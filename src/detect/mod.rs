//! Deepfake detection pipeline
//!
//! Defines the vendor contract ([`DeepfakeVendor`]), the raw shape vendors
//! return ([`VendorVerdict`]), and the normalizer that maps vendor status
//! vocabulary into the application's stable [`DetectionResult`].

pub mod reality_defender;

use async_trait::async_trait;
use serde::{Deserialize, Serialize};
use thiserror::Error;

use crate::uploads::StoredUpload;

/// Errors that can occur while forwarding media to a detection vendor.
#[derive(Debug, Error)]
pub enum DetectError {
    #[error("API request failed: {0}")]
    ApiRequest(String),

    #[error("API response error: {status} {message}")]
    ApiResponse { status: u16, message: String },

    #[error("failed to parse API response: {0}")]
    ParseResponse(String),

    #[error("timed out waiting for analysis verdict")]
    VerdictTimeout,

    #[error("I/O error: {0}")]
    Io(String),

    #[error("vendor not configured: {0}")]
    NotConfigured(String),
}

/// Contract every detection vendor satisfies: given a stored file, return
/// a raw verdict or fail.
///
/// Implementations are constructed once at startup and injected into
/// request handlers as `Arc<dyn DeepfakeVendor>`, so tests can substitute
/// a double.
#[async_trait]
pub trait DeepfakeVendor: Send + Sync {
    /// Vendor name for logs and metadata.
    fn name(&self) -> &str;

    /// Forward the stored file to the vendor and await its verdict.
    async fn detect(&self, upload: &StoredUpload) -> Result<VendorVerdict, DetectError>;
}

/// Categorical detection outcome.
#[derive(Debug, Clone, Copy, PartialEq, Eq, Serialize, Deserialize)]
#[serde(rename_all = "UPPERCASE")]
pub enum Verdict {
    Real,
    Fake,
    Suspect,
}

impl Verdict {
    /// Map a vendor's free-text status into a verdict.
    ///
    /// Matching is case-insensitive substring: `AUTHENTIC`/`REAL` win over
    /// `MANIPULATED`/`FAKE`, and anything unmodeled lands on the cautious
    /// middle state, never on `Real`. Unknown statuses are logged so they
    /// can be handled explicitly instead of guessed at.
    pub fn from_vendor_status(status: &str) -> Self {
        let upper = status.to_uppercase();
        if upper.contains("AUTHENTIC") || upper.contains("REAL") {
            Verdict::Real
        } else if upper.contains("MANIPULATED") || upper.contains("FAKE") {
            Verdict::Fake
        } else {
            if !upper.is_empty()
                && !upper.contains("SUSPECT")
                && !upper.contains("INCONCLUSIVE")
            {
                tracing::warn!(status = %status, "Unrecognized vendor status, treating as SUSPECT");
            }
            Verdict::Suspect
        }
    }
}

/// Per-model sub-score reported by a vendor.
#[derive(Debug, Clone, PartialEq, Serialize, Deserialize)]
#[serde(rename_all = "camelCase")]
pub struct ModelScore {
    pub name: String,
    #[serde(skip_serializing_if = "Option::is_none")]
    pub status: Option<String>,
    #[serde(skip_serializing_if = "Option::is_none")]
    pub score: Option<f64>,
}

/// Raw detection outcome as reported by a vendor, before normalization.
#[derive(Debug, Clone, Default)]
pub struct VendorVerdict {
    /// Vendor status vocabulary, e.g. `AUTHENTIC`, `MANIPULATED`, `Fake`.
    pub status: String,
    /// Manipulation probability in `[0, 1]`, when the vendor reports one.
    pub score: Option<f64>,
    /// Per-model sub-scores, when the vendor reports them.
    pub models: Vec<ModelScore>,
}

/// Normalized detection result returned to clients.
#[derive(Debug, Clone, Serialize, Deserialize)]
#[serde(rename_all = "camelCase")]
pub struct DetectionResult {
    pub result: Verdict,
    /// Vendor probability rounded to an integer percentage.
    pub risk_score: u8,
    /// Vendor probability, unrounded.
    pub probability: f64,
    pub explanation: String,
    #[serde(default, skip_serializing_if = "Vec::is_empty")]
    pub detailed_models: Vec<ModelScore>,
}

impl DetectionResult {
    /// Normalize a vendor verdict into the application's result shape.
    pub fn from_verdict(verdict: VendorVerdict) -> Self {
        let probability = verdict.score.unwrap_or(0.0).clamp(0.0, 1.0);
        let risk_score = (probability * 100.0).round() as u8;
        let explanation = format!(
            "Analysis complete. Status: {}. Confidence score: {:.1}%",
            verdict.status,
            probability * 100.0
        );
        Self {
            result: Verdict::from_vendor_status(&verdict.status),
            risk_score,
            probability,
            explanation,
            detailed_models: verdict.models,
        }
    }
}
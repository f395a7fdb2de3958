//! Job-posting fraud analysis pipeline
//!
//! Defines the analyzer contract ([`JobAnalyzer`]), the stable
//! [`JobFraudResult`] shape, the fixed fraud-analysis prompt, and the
//! parser that turns an LLM reply into a result. Parse failures and
//! structurally incomplete replies are distinct errors so callers can
//! tell "upstream unreachable" from "upstream returned garbage".

pub mod gemini;

use std::sync::OnceLock;

use async_trait::async_trait;
use regex::Regex;
use serde::{Deserialize, Serialize};
use thiserror::Error;

/// Errors that can occur while analyzing a job posting.
#[derive(Debug, Error)]
pub enum AnalyzeError {
    #[error("API request failed: {0}")]
    ApiRequest(String),

    #[error("API response error: {status} {message}")]
    ApiResponse { status: u16, message: String },

    /// The LLM reply was not valid JSON.
    #[error("Failed to parse AI response")]
    ParseResponse(#[source] serde_json::Error),

    /// The reply parsed but is missing required keys or uses an
    /// unmodeled verdict.
    #[error("Invalid response format")]
    InvalidFormat,

    #[error("analyzer not configured: {0}")]
    NotConfigured(String),
}

/// Contract every job analyzer satisfies: given the caller's job-posting
/// JSON, return a fraud result or fail.
#[async_trait]
pub trait JobAnalyzer: Send + Sync {
    /// Analyzer name for logs and metadata.
    fn name(&self) -> &str;

    /// Analyze the job posting described by `job`.
    async fn analyze(&self, job: &serde_json::Value) -> Result<JobFraudResult, AnalyzeError>;
}

/// Categorical job-fraud outcome.
#[derive(Debug, Clone, Copy, PartialEq, Eq, Serialize, Deserialize)]
pub enum JobVerdict {
    Safe,
    #[serde(rename = "Possibly Fake")]
    PossiblyFake,
    #[serde(rename = "Likely Fake")]
    LikelyFake,
}

/// Fraud analysis result returned to clients.
#[derive(Debug, Clone, Serialize, Deserialize)]
#[serde(rename_all = "camelCase")]
pub struct JobFraudResult {
    pub result: JobVerdict,
    /// Scam likelihood as an integer percentage.
    pub scam_score: u8,
    /// Specific textual fraud indicators, most significant first.
    #[serde(default)]
    pub red_flags: Vec<String>,
    /// Suggested next steps for the job seeker.
    #[serde(default)]
    pub recommendations: Vec<String>,
    #[serde(default)]
    pub explanation: String,
}

/// System prompt fixed for every fraud-analysis request.
pub const SYSTEM_PROMPT: &str = "You are an expert fraud detection analyst specializing in identifying fake job postings. Always respond with valid JSON.";

/// Fraud-analysis prompt template; `{job_description}` is replaced with
/// the posting text.
pub const FRAUD_DETECTION_PROMPT: &str = r#"Analyze the following job posting text for signs of being a scam or fraudulent.

Job Posting Text: "{job_description}"

First, determine if you have enough information (like a company name, a clear job description, and responsibilities) to make a reasonable analysis.

Look for red flags such as:
- Vague or generic job descriptions without specific responsibilities
- Unprofessional language, grammar, or spelling errors
- Pressure to act quickly or limited-time offers
- Requests for personal financial information, upfront fees, or payment for training
- Unrealistically high salary for the role described or vague compensation
- No verifiable company information or contact details
- Work-from-home schemes with unrealistic promises
- Requests to use personal accounts, equipment, or handle money
- Missing job location or suspicious remote-only postings
- Generic company names or suspicious email domains
- Too-good-to-be-true benefits or promises
- Investment or training fee requirements

Provide your analysis as a JSON object with these exact keys:
{
    "result": "Safe", "Possibly Fake", or "Likely Fake",
    "scamScore": <number from 0 to 100>,
    "redFlags": [],
    "recommendations": [],
    "explanation": ""
}

Be thorough and specific. Only respond with valid JSON, no other text."#;

/// Assemble the full prompt for a posting's text.
pub fn build_prompt(job_text: &str) -> String {
    format!(
        "{}\n\n{}",
        SYSTEM_PROMPT,
        FRAUD_DETECTION_PROMPT.replace("{job_description}", job_text)
    )
}

/// Flatten the caller's job-posting JSON into prompt text.
///
/// Scalar fields become `key: value` lines (sorted by key, since callers
/// send arbitrary field sets); a non-object body is embedded as-is.
pub fn job_text_from_fields(body: &serde_json::Value) -> String {
    match body.as_object() {
        Some(map) => {
            let mut lines = Vec::new();
            for (key, value) in map {
                match value {
                    serde_json::Value::String(s) if !s.trim().is_empty() => {
                        lines.push(format!("{key}: {s}"));
                    }
                    serde_json::Value::Number(n) => lines.push(format!("{key}: {n}")),
                    serde_json::Value::Bool(b) => lines.push(format!("{key}: {b}")),
                    _ => {}
                }
            }
            lines.join("\n")
        }
        None => body.to_string(),
    }
}

/// Parse an LLM reply into a [`JobFraudResult`].
///
/// Strips optional triple-backtick fencing, then requires valid JSON with
/// at least `result` and `scamScore` present.
pub fn parse_fraud_response(text: &str) -> Result<JobFraudResult, AnalyzeError> {
    let json_text = strip_code_fence(text);
    let value: serde_json::Value =
        serde_json::from_str(json_text).map_err(AnalyzeError::ParseResponse)?;

    if value.get("result").is_none() || value.get("scamScore").is_none() {
        return Err(AnalyzeError::InvalidFormat);
    }

    serde_json::from_value(value).map_err(|_| AnalyzeError::InvalidFormat)
}

/// Extract the contents of a ``` or ```json fence, if present.
fn strip_code_fence(text: &str) -> &str {
    static FENCE: OnceLock<Regex> = OnceLock::new();
    let fence = FENCE.get_or_init(|| {
        Regex::new(r"(?s)```(?:json)?\s*(.*?)```").expect("fence regex is valid")
    });
    match fence.captures(text) {
        Some(captures) => captures.get(1).map(|m| m.as_str()).unwrap_or(text).trim(),
        None => text.trim(),
    }
}

#[cfg(test)]
mod tests {
    use super::*;

    const VALID_REPLY: &str = r#"{
        "result": "Possibly Fake",
        "scamScore": 65,
        "redFlags": ["No company details", "Urgency pressure"],
        "recommendations": ["Verify the company registry entry"],
        "explanation": "The posting is vague and pressures the reader."
    }"#;

    // ==================== fence stripping tests ====================

    #[test]
    fn test_strip_json_fence() {
        let fenced = format!("```json\n{}\n```", VALID_REPLY);
        assert_eq!(strip_code_fence(&fenced), VALID_REPLY.trim());
    }

    #[test]
    fn test_strip_bare_fence() {
        let fenced = format!("```\n{}\n```", VALID_REPLY);
        assert_eq!(strip_code_fence(&fenced), VALID_REPLY.trim());
    }

    #[test]
    fn test_unfenced_text_passes_through() {
        assert_eq!(strip_code_fence("  {\"a\": 1}  "), "{\"a\": 1}");
    }

    // ==================== parsing tests ====================

    #[test]
    fn test_parse_fenced_reply_returns_object_unchanged() {
        let fenced = format!("```json\n{}\n```", VALID_REPLY);
        let result = parse_fraud_response(&fenced).unwrap();
        assert_eq!(result.result, JobVerdict::PossiblyFake);
        assert_eq!(result.scam_score, 65);
        assert_eq!(
            result.red_flags,
            vec!["No company details", "Urgency pressure"]
        );
        assert_eq!(
            result.recommendations,
            vec!["Verify the company registry entry"]
        );
        assert_eq!(
            result.explanation,
            "The posting is vague and pressures the reader."
        );
    }

    #[test]
    fn test_parse_unfenced_reply() {
        let result = parse_fraud_response(VALID_REPLY).unwrap();
        assert_eq!(result.result, JobVerdict::PossiblyFake);
    }

    #[test]
    fn test_non_json_reply_is_distinct_parse_error() {
        let err = parse_fraud_response("I am sorry, I cannot help with that.").unwrap_err();
        assert!(matches!(err, AnalyzeError::ParseResponse(_)));
        assert_eq!(err.to_string(), "Failed to parse AI response");
    }

    #[test]
    fn test_missing_verdict_is_invalid_format() {
        let err = parse_fraud_response(r#"{"scamScore": 10}"#).unwrap_err();
        assert!(matches!(err, AnalyzeError::InvalidFormat));
        assert_eq!(err.to_string(), "Invalid response format");
    }

    #[test]
    fn test_missing_score_is_invalid_format() {
        let err = parse_fraud_response(r#"{"result": "Safe"}"#).unwrap_err();
        assert!(matches!(err, AnalyzeError::InvalidFormat));
    }

    #[test]
    fn test_unmodeled_verdict_is_invalid_format() {
        let err =
            parse_fraud_response(r#"{"result": "Dodgy", "scamScore": 50}"#).unwrap_err();
        assert!(matches!(err, AnalyzeError::InvalidFormat));
    }

    #[test]
    fn test_optional_lists_default_to_empty() {
        let result =
            parse_fraud_response(r#"{"result": "Safe", "scamScore": 5}"#).unwrap();
        assert!(result.red_flags.is_empty());
        assert!(result.recommendations.is_empty());
        assert!(result.explanation.is_empty());
    }

    // ==================== prompt tests ====================

    #[test]
    fn test_build_prompt_embeds_job_text() {
        let prompt = build_prompt("title: Data entry\nsalary: $9000/week");
        assert!(prompt.starts_with(SYSTEM_PROMPT));
        assert!(prompt.contains("title: Data entry"));
        assert!(!prompt.contains("{job_description}"));
    }

    #[test]
    fn test_job_text_from_fields() {
        let body = serde_json::json!({
            "title": "Remote assistant",
            "company": "Acme Corp",
            "salary": 90000,
            "remote": true,
            "description": "   ",
            "attachments": ["ignored.pdf"]
        });
        let text = job_text_from_fields(&body);
        // serde_json maps iterate in sorted key order
        assert_eq!(
            text,
            "company: Acme Corp\nremote: true\nsalary: 90000\ntitle: Remote assistant"
        );
    }

    #[test]
    fn test_job_text_from_non_object_body() {
        let body = serde_json::json!("plain posting text");
        assert_eq!(job_text_from_fields(&body), "\"plain posting text\"");
    }

    // ==================== serialization tests ====================

    #[test]
    fn test_result_serializes_with_api_field_names() {
        let result = JobFraudResult {
            result: JobVerdict::LikelyFake,
            scam_score: 91,
            red_flags: vec!["Upfront fee".to_string()],
            recommendations: vec!["Do not pay".to_string()],
            explanation: "Classic advance-fee pattern.".to_string(),
        };
        let json = serde_json::to_value(&result).unwrap();
        assert_eq!(json["result"], "Likely Fake");
        assert_eq!(json["scamScore"], 91);
        assert_eq!(json["redFlags"][0], "Upfront fee");
        assert_eq!(json["recommendations"][0], "Do not pay");
    }
}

» GOAL OF THE EXERCISE
From the listing above, return every line that carries the string "reported".

» ANSWER TO THIS PROBLEM
/// Per-model sub-score reported by a vendor.
/// Raw detection outcome as reported by a vendor, before normalization.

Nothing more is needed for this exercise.